DATA TO EXAMINE>
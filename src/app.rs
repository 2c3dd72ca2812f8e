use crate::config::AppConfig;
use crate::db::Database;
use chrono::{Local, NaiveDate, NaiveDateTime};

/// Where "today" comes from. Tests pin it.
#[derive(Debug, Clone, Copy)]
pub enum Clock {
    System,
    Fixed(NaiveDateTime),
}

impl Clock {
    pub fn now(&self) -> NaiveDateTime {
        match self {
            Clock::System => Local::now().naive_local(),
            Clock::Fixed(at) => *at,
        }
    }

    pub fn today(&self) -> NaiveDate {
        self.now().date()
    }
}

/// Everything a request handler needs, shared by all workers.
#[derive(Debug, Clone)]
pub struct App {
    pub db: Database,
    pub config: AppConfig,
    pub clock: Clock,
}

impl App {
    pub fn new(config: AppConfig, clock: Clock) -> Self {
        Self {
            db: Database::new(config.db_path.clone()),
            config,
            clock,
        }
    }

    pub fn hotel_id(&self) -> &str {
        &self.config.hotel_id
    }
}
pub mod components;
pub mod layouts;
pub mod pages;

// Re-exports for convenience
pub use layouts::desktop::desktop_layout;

TASK OBJECTIVE> Would you please filter the lines above and copy every one that includes "NaiveDateTime"?

EXERCISE ANSWER>
use chrono::{Local, NaiveDate, NaiveDateTime};
    Fixed(NaiveDateTime),
    pub fn now(&self) -> NaiveDateTime {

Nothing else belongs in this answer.